• WORK INSTRUCTION: Give all of the records again. Match them exactly.

===== PROVIDED ENTRIES =====

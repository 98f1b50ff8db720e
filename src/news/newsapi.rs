use async_trait::async_trait;
use reqwest::{Client, StatusCode};
use std::fmt;
use url::Url;

use super::{NewsSource, format_response};
use crate::config::NewsConfig;

/// Keyword search against the NewsAPI `/v2/everything` endpoint.
pub struct NewsApiClient {
    client: Client,
    config: NewsConfig,
}

impl fmt::Debug for NewsApiClient {
    fn fmt(&self, f: &mut fmt::Formatter<'_>) -> fmt::Result {
        f.debug_struct("NewsApiClient")
            .field("config", &self.config)
            .finish()
    }
}

impl NewsApiClient {
    pub fn new(config: NewsConfig) -> Result<Self, reqwest::Error> {
        let client = Client::builder()
            .timeout(config.request_timeout)
            .build()?;
        Ok(Self { client, config })
    }

    fn search_url(&self, topic: &str) -> Result<Url, url::ParseError> {
        let page_size = self.config.page_size.to_string();
        Url::parse_with_params(
            &format!("{}/v2/everything", self.config.base_url),
            &[
                ("q", topic),
                ("apiKey", self.config.api_key.as_str()),
                ("pageSize", page_size.as_str()),
            ],
        )
    }

    async fn try_fetch(&self, topic: &str) -> Result<Vec<String>, String> {
        let url = self
            .search_url(topic)
            .map_err(|e| format!("invalid news URL: {e}"))?;

        let resp = self
            .client
            .get(url)
            .send()
            .await
            .map_err(|e| format!("request failed: {e}"))?;

        let status = resp.status();
        if status != StatusCode::OK {
            return Err(format!("unable to fetch news (status code: {})", status.as_u16()));
        }

        let body = resp
            .text()
            .await
            .map_err(|e| format!("failed to read body: {e}"))?;

        format_response(&body, self.config.page_size)
            .map_err(|e| format!("failed to parse news response: {e}"))
    }
}

#[async_trait]
impl NewsSource for NewsApiClient {
    async fn fetch(&self, topic: &str) -> Vec<String> {
        match self.try_fetch(topic).await {
            Ok(articles) => {
                tracing::info!(topic, count = articles.len(), "fetched news");
                articles
            }
            Err(e) => {
                tracing::warn!(topic, error = %e, "news lookup failed");
                Vec::new()
            }
        }
    }
}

=====

• RESPONSE FOR THIS EXERCISE:
repository 98f1b50ff8db720e
filename src/news/newsapi.rs
use async_trait::async_trait;
use reqwest::{Client, StatusCode};
use std::fmt;
use url::Url;

use super::{NewsSource, format_response};
use crate::config::NewsConfig;

/// Keyword search against the NewsAPI `/v2/everything` endpoint.
pub struct NewsApiClient {
    client: Client,
    config: NewsConfig,
}

impl fmt::Debug for NewsApiClient {
    fn fmt(&self, f: &mut fmt::Formatter<'_>) -> fmt::Result {
        f.debug_struct("NewsApiClient")
            .field("config", &self.config)
            .finish()
    }
}

impl NewsApiClient {
    pub fn new(config: NewsConfig) -> Result<Self, reqwest::Error> {
        let client = Client::builder()
            .timeout(config.request_timeout)
            .build()?;
        Ok(Self { client, config })
    }

    fn search_url(&self, topic: &str) -> Result<Url, url::ParseError> {
        let page_size = self.config.page_size.to_string();
        Url::parse_with_params(
            &format!("{}/v2/everything", self.config.base_url),
            &[
                ("q", topic),
                ("apiKey", self.config.api_key.as_str()),
                ("pageSize", page_size.as_str()),
            ],
        )
    }

    async fn try_fetch(&self, topic: &str) -> Result<Vec<String>, String> {
        let url = self
            .search_url(topic)
            .map_err(|e| format!("invalid news URL: {e}"))?;

        let resp = self
            .client
            .get(url)
            .send()
            .await
            .map_err(|e| format!("request failed: {e}"))?;

        let status = resp.status();
        if status != StatusCode::OK {
            return Err(format!("unable to fetch news (status code: {})", status.as_u16()));
        }

        let body = resp
            .text()
            .await
            .map_err(|e| format!("failed to read body: {e}"))?;

        format_response(&body, self.config.page_size)
            .map_err(|e| format!("failed to parse news response: {e}"))
    }
}

#[async_trait]
impl NewsSource for NewsApiClient {
    async fn fetch(&self, topic: &str) -> Vec<String> {
        match self.try_fetch(topic).await {
            Ok(articles) => {
                tracing::info!(topic, count = articles.len(), "fetched news");
                articles
            }
            Err(e) => {
                tracing::warn!(topic, error = %e, "news lookup failed");
                Vec::new()
            }
        }
    }
}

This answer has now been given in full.